Capacitismo por associação

Com isso, acabamos por anular outros setores da nossa vida (como o profissional e o afetivo) para dar conta de tantas demandas. Além disso, quem nunca participou de entrevista de emprego e viu os olhos do entrevistador “perder o brilho” quando você fala que é mãe de pessoa com deficiência, não sabe o que é perder uma vaga de emprego por conta do capacitismo por associação que nos atravessa. 

Tenho visto algumas empresas oferecerem cursos profissionalizantes para que mães de PcD se capacitem, mas fica o questionamento: todas as vagas nas empresas privadas terão flexibilidade de horário, creches? Porque a jornada de 44 horas semanais não é pensada para quem precisa lavar, passar, cozinhar, levar em terapia, brigar por direitos e cuidar de outra pessoa. 

Tenho visto também o crescimento do empreendedorismo materno por necessidade. Não sou contra empreender, mas sei que é extremamente difícil. Eu já tentei empreender por um tempo e vendia bijuterias nas horas “vagas”, na recepção da clínica enquanto aguardava minha filha na terapia. Sem preparo, sem planejamento, apenas numa tentativa desesperada de ter uma grana pra mim e pra ajudar no pagamento das intervenções multidisciplinares que ela precisa para ter qualidade de vida.

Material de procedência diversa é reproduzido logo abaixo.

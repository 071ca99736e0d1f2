//! Fading tic-tac-toe in the terminal.

#![warn(missing_docs)]

use anyhow::Result;
use parlor_games::{Settings, logging, screen, terminal::TerminalSession, tictactoe::TicTacToeScreen};
use tracing::info;

fn main() -> Result<()> {
    dotenvy::dotenv().ok();

    let settings = Settings::load()?;
    let log_file = logging::init("tictactoe", &settings)?;
    info!(log_file = %log_file.display(), ?settings, "Starting fading tic-tac-toe");

    let mut session = TerminalSession::enter()?;
    let mut game = TicTacToeScreen::new(settings.blink_interval());
    screen::run(&mut session, &mut game, &settings)?;

    info!("Goodbye");
    Ok(())
}
//! Stateless rendering for fading tic-tac-toe.

use super::layout::BoardLayout;
use crate::widgets::{button, centered_text, fill};
use fading_tictactoe::{FadingGame, LineKind, Player, Position, Square, WinLine};
use ratatui::{
    Frame,
    style::{Color, Modifier, Style},
    symbols::Marker,
    widgets::canvas::{Canvas, Circle, Context, Line, Rectangle},
};
use std::time::Duration;

const BG_COLOR: Color = Color::Rgb(28, 170, 156);
const LINE_COLOR: Color = Color::Rgb(23, 145, 135);
const X_COLOR: Color = Color::Rgb(84, 84, 84);
const O_COLOR: Color = Color::Rgb(242, 235, 211);
const CURSOR_COLOR: Color = Color::Yellow;

/// Margin between a mark and its cell edge, in cell units.
const MARK_MARGIN: f64 = 0.2;

/// What the board should show this frame.
pub struct BoardView<'a> {
    /// Game to draw.
    pub game: &'a FadingGame,
    /// Keyboard cursor.
    pub cursor: Position,
    /// Whether the fading mark is in its hidden blink phase.
    pub fading_hidden: bool,
}

/// Whether the fading mark is hidden at `elapsed`, alternating every `interval`.
pub fn blink_hidden(elapsed: Duration, interval: Duration) -> bool {
    let interval = interval.as_millis().max(1);
    (elapsed.as_millis() / interval) % 2 == 0
}

/// Draws the whole tic-tac-toe screen.
pub fn draw(frame: &mut Frame, view: &BoardView<'_>) {
    let layout = BoardLayout::new(frame.area());

    fill(frame, layout.header, LINE_COLOR);
    let status_row = ratatui::layout::Rect {
        y: layout.header.y + layout.header.height / 2,
        height: 1,
        ..layout.header
    };
    centered_text(
        frame,
        status_row,
        &view.game.status_text(),
        Style::new()
            .fg(Color::White)
            .bg(LINE_COLOR)
            .add_modifier(Modifier::BOLD),
    );

    if !layout.board.is_empty() {
        let canvas = Canvas::default()
            .background_color(BG_COLOR)
            .marker(Marker::Braille)
            .x_bounds([0.0, 3.0])
            .y_bounds([0.0, 3.0])
            .paint(|ctx| paint_board(ctx, view));
        frame.render_widget(canvas, layout.board);
    }

    if view.game.is_over() {
        button(frame, layout.restart_button, "Play again", false);
    }

    centered_text(
        frame,
        layout.footer,
        "Click or arrows+Enter to place | R: Restart | Esc/Q: Quit",
        Style::new().fg(Color::DarkGray),
    );
}

fn paint_board(ctx: &mut Context<'_>, view: &BoardView<'_>) {
    for i in 1..3 {
        let at = f64::from(i);
        ctx.draw(&Line::new(at, 0.0, at, 3.0, LINE_COLOR));
        ctx.draw(&Line::new(0.0, at, 3.0, at, LINE_COLOR));
    }
    ctx.layer();

    let fading = view.game.fading_position();
    for pos in Position::ALL {
        if view.fading_hidden && fading == Some(pos) {
            continue;
        }
        match view.game.board().get(pos) {
            Square::Occupied(Player::X) => draw_x(ctx, pos),
            Square::Occupied(Player::O) => draw_o(ctx, pos),
            Square::Empty => {}
        }
    }

    if !view.game.is_over() {
        let (x, y) = cell_origin(view.cursor);
        ctx.draw(&Rectangle {
            x: x + 0.05,
            y: y + 0.05,
            width: 0.9,
            height: 0.9,
            color: CURSOR_COLOR,
        });
    }

    if let Some(win) = view.game.win() {
        ctx.layer();
        let color = match win.player {
            Player::X => X_COLOR,
            Player::O => O_COLOR,
        };
        let (x1, y1, x2, y2) = win_line_ends(win.line);
        ctx.draw(&Line::new(x1, y1, x2, y2, color));
    }
}

/// Lower-left corner of a cell in canvas units (y grows upward).
fn cell_origin(pos: Position) -> (f64, f64) {
    (pos.col() as f64, (2 - pos.row()) as f64)
}

fn draw_x(ctx: &mut Context<'_>, pos: Position) {
    let (x, y) = cell_origin(pos);
    let (lo, hi) = (MARK_MARGIN, 1.0 - MARK_MARGIN);
    ctx.draw(&Line::new(x + lo, y + hi, x + hi, y + lo, X_COLOR));
    ctx.draw(&Line::new(x + lo, y + lo, x + hi, y + hi, X_COLOR));
}

fn draw_o(ctx: &mut Context<'_>, pos: Position) {
    let (x, y) = cell_origin(pos);
    ctx.draw(&Circle {
        x: x + 0.5,
        y: y + 0.5,
        radius: 0.5 - MARK_MARGIN,
        color: O_COLOR,
    });
}

/// End points of the stroke drawn through a winning line.
fn win_line_ends(line: WinLine) -> (f64, f64, f64, f64) {
    let (lo, hi) = (0.05, 2.95);
    match (line.kind, line.index) {
        (LineKind::Row, r) => {
            let y = 2.5 - r as f64;
            (lo, y, hi, y)
        }
        (LineKind::Column, c) => {
            let x = c as f64 + 0.5;
            (x, lo, x, hi)
        }
        (LineKind::Diagonal, 0) => (lo, hi, hi, lo),
        (LineKind::Diagonal, _) => (hi, hi, lo, lo),
    }
}

#[cfg(test)]
mod tests {
    use super::*;

    #[test]
    fn test_blink_phases() {
        let interval = Duration::from_millis(400);
        assert!(blink_hidden(Duration::from_millis(0), interval));
        assert!(blink_hidden(Duration::from_millis(399), interval));
        assert!(!blink_hidden(Duration::from_millis(400), interval));
        assert!(blink_hidden(Duration::from_millis(800), interval));
    }

    #[test]
    fn test_win_line_ends() {
        let row0 = win_line_ends(WinLine::new(LineKind::Row, 0));
        assert_eq!(row0.1, 2.5);
        let col2 = win_line_ends(WinLine::new(LineKind::Column, 2));
        assert_eq!(col2.0, 2.5);
    }
}
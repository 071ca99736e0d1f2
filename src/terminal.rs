//! Terminal lifecycle: raw mode, alternate screen and mouse capture.

use anyhow::{Context, Result};
use crossterm::{
    event::{DisableMouseCapture, EnableMouseCapture},
    execute,
    terminal::{EnterAlternateScreen, LeaveAlternateScreen, disable_raw_mode, enable_raw_mode},
};
use ratatui::{Terminal, backend::CrosstermBackend};
use std::io::{self, Stdout};
use tracing::{info, warn};

/// Terminal driven by crossterm on stdout.
pub type CrosstermTerminal = Terminal<CrosstermBackend<Stdout>>;

/// Owns the terminal for the lifetime of a game and restores it on drop,
/// including when the game loop returns an error.
pub struct TerminalSession {
    terminal: CrosstermTerminal,
}

impl TerminalSession {
    /// Enters raw mode and the alternate screen with mouse capture enabled.
    pub fn enter() -> Result<Self> {
        enable_raw_mode().context("Failed to enable raw mode")?;
        let mut stdout = io::stdout();
        execute!(stdout, EnterAlternateScreen, EnableMouseCapture)
            .context("Failed to enter alternate screen")?;
        let terminal = Terminal::new(CrosstermBackend::new(stdout))?;
        info!("Terminal ready");
        Ok(Self { terminal })
    }

    /// The wrapped terminal.
    pub fn terminal(&mut self) -> &mut CrosstermTerminal {
        &mut self.terminal
    }
}

impl Drop for TerminalSession {
    fn drop(&mut self) {
        if let Err(e) = disable_raw_mode() {
            warn!(error = %e, "Failed to disable raw mode");
        }
        if let Err(e) = execute!(
            self.terminal.backend_mut(),
            LeaveAlternateScreen,
            DisableMouseCapture
        ) {
            warn!(error = %e, "Failed to leave alternate screen");
        }
        if let Err(e) = self.terminal.show_cursor() {
            warn!(error = %e, "Failed to show cursor");
        }
        info!("Terminal restored");
    }
}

Conclusão: não consegui levar adiante porque o lucro era pequeno, como também, é preciso investir tempo para produzir e estudar melhor estratégias de venda.

Para as vagas no serviço público, existe a possibilidade de redução de carga horária, mas não são todas as mães que conseguem passar num concurso público até porque, estudar nem sempre é tarefa fácil com a rotina de cuidados. Durante o período em que o filho está na escola, muitas de nós passam uma boa parte do tempo em algum órgão público reivindicando os direitos dele. Exigir direitos é necessário, mas extremamente desgastante!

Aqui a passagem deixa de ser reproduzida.